The elevations of markers of neutrophil activation, NET formation, coagulation and fibrinolysis in our cancer patients compared to healthy individuals are consistent with prior studies13,16,21,27,48,49,50,51,52,53,54,55,56,57,58,59,60,61. Our data extend these findings to patients with terminal cancer, and show that markers of neutrophil activation and NETs are prognostic in our patients with terminal cancer. Since NETs have been proposed to be induced by inflammatory cytokines, the association between high levels of markers NETs and poor prognosis could be due to an inflammatory state, which has been linked to poor prognosis in cancer62.

None of the markers of coagulation and fibrinolysis were associated with poor prognosis in our patient population. This contrasts to several previous studies13,14,15,18,19,20,22,23. However, the patients in our study suffered from terminal cancer, with a median survival of 31 days, compared to a median survival of 264 days or longer in prior studies. In earlier stages of cancer, an activated coagulation indicates a poor prognosis. The majority of terminal cancer patients have an activated coagulation system, which may explain why markers of coagulation and fibrinolysis lack a prognostic significance in this setting.

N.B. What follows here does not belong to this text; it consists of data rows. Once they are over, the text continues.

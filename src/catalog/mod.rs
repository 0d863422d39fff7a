//! Read-only view of the store's product catalog.
//!
//! The sync engine never talks to the host platform directly; it consumes
//! the [`Catalog`] contract. [`SnapshotCatalog`] is the in-process
//! implementation used by the CLI and the test suite.

mod snapshot;
mod types;

use std::sync::Arc;

pub use snapshot::SnapshotCatalog;
pub use types::{
    CatalogError, ContentType, Product, ProductAttribute, ProductId, ProductKind, ProductStatus,
};

/// Catalog queries the feed needs from the host platform.
pub trait Catalog {
    /// False when the e-commerce subsystem is not active.
    fn is_available(&self) -> bool;

    /// Content type of any host record, or `None` if the id is unknown.
    fn content_type(&self, id: ProductId) -> Option<ContentType>;

    /// Resolves a product or variation record.
    fn product(&self, id: ProductId) -> Result<Product, CatalogError>;

    /// Every published top-level product.
    fn published_products(&self) -> Vec<Product>;

    /// Store-wide currency code (e.g. `BRL`).
    fn currency(&self) -> String;
}

impl<C: Catalog + ?Sized> Catalog for Arc<C> {
    fn is_available(&self) -> bool {
        (**self).is_available()
    }

    fn content_type(&self, id: ProductId) -> Option<ContentType> {
        (**self).content_type(id)
    }

    fn product(&self, id: ProductId) -> Result<Product, CatalogError> {
        (**self).product(id)
    }

    fn published_products(&self) -> Vec<Product> {
        (**self).published_products()
    }

    fn currency(&self) -> String {
        (**self).currency()
    }
}
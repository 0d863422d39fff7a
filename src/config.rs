//! Configuration file parser for the feed sync service.
//!
//! The config file is optional: a missing file yields `Config::default()`.
//! Unknown keys are silently ignored by serde (with `deny_unknown_fields` off),
//! though we log a warning when the file contains potential typos.
use serde::Deserialize;
use std::path::{Path, PathBuf};
use thiserror::Error;
use url::Url;

use crate::feed::Channel;

/// Directory created under the upload directory to hold the feed.
pub const FEEDS_DIR_NAME: &str = "shopping-feeds";

/// File name of the feed inside [`FEEDS_DIR_NAME`].
pub const FEED_FILE_NAME: &str = "g-shopping-feed.xml";

// ============================================================================
// Error Types
// ============================================================================

#[derive(Debug, Error)]
pub enum ConfigError {
    #[error("Failed to read config file: {0}")]
    Io(#[from] std::io::Error),

    #[error("Invalid TOML in config file: {0}")]
    Parse(#[from] toml::de::Error),

    /// SEC-014: Config file exceeds maximum allowed size.
    #[error("Config file too large: {0}")]
    TooLarge(String),

    #[error("Invalid config value: {0}")]
    Invalid(String),
}

// ============================================================================
// Configuration Structs
// ============================================================================

/// Channel header written at the top of the feed.
#[derive(Debug, Clone, Deserialize)]
#[serde(default)]
pub struct ChannelConfig {
    pub title: String,

    /// Storefront URL. Must be an absolute http(s) URL.
    pub link: String,

    pub description: String,
}

impl ChannelConfig {
    const KNOWN_KEYS: [&'static str; 3] = ["title", "link", "description"];
}

impl Default for ChannelConfig {
    fn default() -> Self {
        Self {
            title: "MainProductsList".to_string(),
            link: "http://localhost".to_string(),
            description: "MainProductsList".to_string(),
        }
    }
}

/// Top-level configuration.
///
/// All fields use `#[serde(default)]` so any subset of keys can be specified.
#[derive(Debug, Clone, Deserialize)]
#[serde(default)]
pub struct Config {
    /// Host upload directory; the feed lives in a subdirectory of it.
    pub upload_dir: PathBuf,

    /// Explicit feed location, overriding the path derived from `upload_dir`.
    pub feed_path: Option<PathBuf>,

    /// Attribute taxonomy holding the product brand.
    pub brand_attribute: String,

    pub channel: ChannelConfig,
}

impl Default for Config {
    fn default() -> Self {
        Self {
            upload_dir: PathBuf::from("uploads"),
            feed_path: None,
            brand_attribute: "pa_marca".to_string(),
            channel: ChannelConfig::default(),
        }
    }
}

impl Config {
    /// SEC-014: Maximum config file size (1 MB).
    const MAX_FILE_SIZE: u64 = 1_048_576;

    const KNOWN_KEYS: [&'static str; 4] = ["upload_dir", "feed_path", "brand_attribute", "channel"];

    /// Load configuration from a TOML file.
    ///
    /// - Missing file → `Ok(Config::default())`
    /// - Empty file → `Ok(Config::default())`
    /// - Invalid TOML → `Err(ConfigError::Parse)` with line number info
    /// - Unknown keys → silently accepted (serde default behavior), logged as warning
    /// - Invalid channel link or empty brand attribute → `Err(ConfigError::Invalid)`
    pub fn load(path: &Path) -> Result<Self, ConfigError> {
        // SEC-014: Check file size before reading to prevent memory exhaustion
        match std::fs::metadata(path) {
            Ok(meta) if meta.len() > Self::MAX_FILE_SIZE => {
                return Err(ConfigError::TooLarge(format!(
                    "Config file is {} bytes (max {} bytes)",
                    meta.len(),
                    Self::MAX_FILE_SIZE
                )));
            }
            Err(e) if e.kind() == std::io::ErrorKind::NotFound => {
                tracing::debug!(path = %path.display(), "No config file found, using defaults");
                return Ok(Self::default());
            }
            Err(e) => return Err(ConfigError::Io(e)),
            Ok(_) => {}
        }

        let content = match std::fs::read_to_string(path) {
            Ok(c) => c,
            Err(e) if e.kind() == std::io::ErrorKind::NotFound => {
                // Race condition: file deleted between metadata and read
                tracing::debug!(path = %path.display(), "Config file disappeared, using defaults");
                return Ok(Self::default());
            }
            Err(e) => return Err(ConfigError::Io(e)),
        };

        if content.trim().is_empty() {
            tracing::debug!(path = %path.display(), "Config file is empty, using defaults");
            return Ok(Self::default());
        }

        if let Ok(raw) = content.parse::<toml::Table>() {
            for key in Self::unknown_keys(&raw) {
                tracing::warn!(key = %key, "Unknown key in config file, ignoring");
            }
        }

        let config: Config = toml::from_str(&content)?;
        config.validate()?;
        tracing::info!(
            path = %path.display(),
            feed_path = %config.feed_file_path().display(),
            "Loaded configuration"
        );
        Ok(config)
    }

    /// Keys serde will silently skip, as dotted paths (`channel.titel`).
    fn unknown_keys(raw: &toml::Table) -> Vec<String> {
        let mut unknown: Vec<String> = raw
            .keys()
            .filter(|key| !Self::KNOWN_KEYS.contains(&key.as_str()))
            .cloned()
            .collect();

        if let Some(channel) = raw.get("channel").and_then(toml::Value::as_table) {
            unknown.extend(
                channel
                    .keys()
                    .filter(|key| !ChannelConfig::KNOWN_KEYS.contains(&key.as_str()))
                    .map(|key| format!("channel.{key}")),
            );
        }
        unknown
    }

    fn validate(&self) -> Result<(), ConfigError> {
        let link = Url::parse(&self.channel.link).map_err(|e| {
            ConfigError::Invalid(format!("channel.link '{}': {}", self.channel.link, e))
        })?;
        if !matches!(link.scheme(), "http" | "https") {
            return Err(ConfigError::Invalid(format!(
                "channel.link must use http or https, got '{}'",
                link.scheme()
            )));
        }
        if self.brand_attribute.trim().is_empty() {
            return Err(ConfigError::Invalid(
                "brand_attribute must not be empty".to_string(),
            ));
        }
        Ok(())
    }

    /// Where the feed file lives: `feed_path` if set, otherwise
    /// `<upload_dir>/shopping-feeds/g-shopping-feed.xml`.
    pub fn feed_file_path(&self) -> PathBuf {
        self.feed_path.clone().unwrap_or_else(|| {
            self.upload_dir.join(FEEDS_DIR_NAME).join(FEED_FILE_NAME)
        })
    }

    /// Channel header for newly initialized feeds.
    pub fn channel(&self) -> Channel {
        Channel {
            title: self.channel.title.clone(),
            link: self.channel.link.clone(),
            description: self.channel.description.clone(),
        }
    }
}

// ============================================================================
// Tests
// ============================================================================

We were surprised to find weak or no correlations between neutrophil activation and NET markers and markers of coagulation/fibrinolysis, despite numerous studies linking NETs to coagulation45,63,64,65. However, most of these studies employed murine models, and whether intact NETs directly activate the coagulation system is under debate33. Purified DNA and histones, but not intact NETs or reconstituted chromatin, have been shown to induce thrombin generation, questioning the procoagulant property of intact NETs66. Another recent study observed that intact NETs can occlude small vessels, and in some cases these microthrombi did not contain fibrin or von Willebrand factor67. Taken together, these data suggest that NETs may be linked to poor prognosis independently of coagulation, either due to direct endothelial toxicity44 or coagulation-independent vascular occlusion67. We also observed an association between the neutrophil activation marker NE, but not the NET marker H3Cit-DNA, with TAT and EV TF activity. This suggests a stronger association between neutrophil activation and coagulation compared to the association between NET formation and coagulation in terminal cancer patients. Data from murine models68,69, as well as data from smaller studies in humans70,71 support the hypothesis that extensive NET formation in cancer patients leads to cancer-associated arterial microthrombosis, presenting as multi-organ failure. In line with the above-mentioned study66, these NET-associated microthrombi may indeed be due to a mechanical obstruction rather than an activation of the coagulation cascade, in which case DNase may be an interesting and novel approach to alleviate cancer-associated microthrombosis and multi-organ failure in this patient population.

This study has some limitations. Since this was an exploratory study, the small sample size of the study hampers comparisons between tumor subgroups and associations between circulating markers and venous or arterial thromboembolism. The healthy control group was matched for age but not sex, however, this does not affect the main prognostic findings in the cancer group. Further limitations include possible bias and confounding factors (e.g. treatment). To minimize the bias that comes with dichotomizing continuous variables, we employed Cox regression including the circulating markers as continuous variables.

In conclusion, our results show that neutrophil activation and NET markers, but not markers of coagulation and fibrinolysis, are strongly associated with poor prognosis in patients with terminal cancer. The lack of associations between neutrophil activation and NET markers and markers of coagulation and fibrinolysis furthermore suggest that neutrophils and NETs contribute to a poor prognosis through pathways not directly related to coagulation. Further and larger studies should investigate the potential of neutrophil activation and NET markers in the quest for clinical objective prognostic tools and novel therapeutic targets in patients with advanced cancer.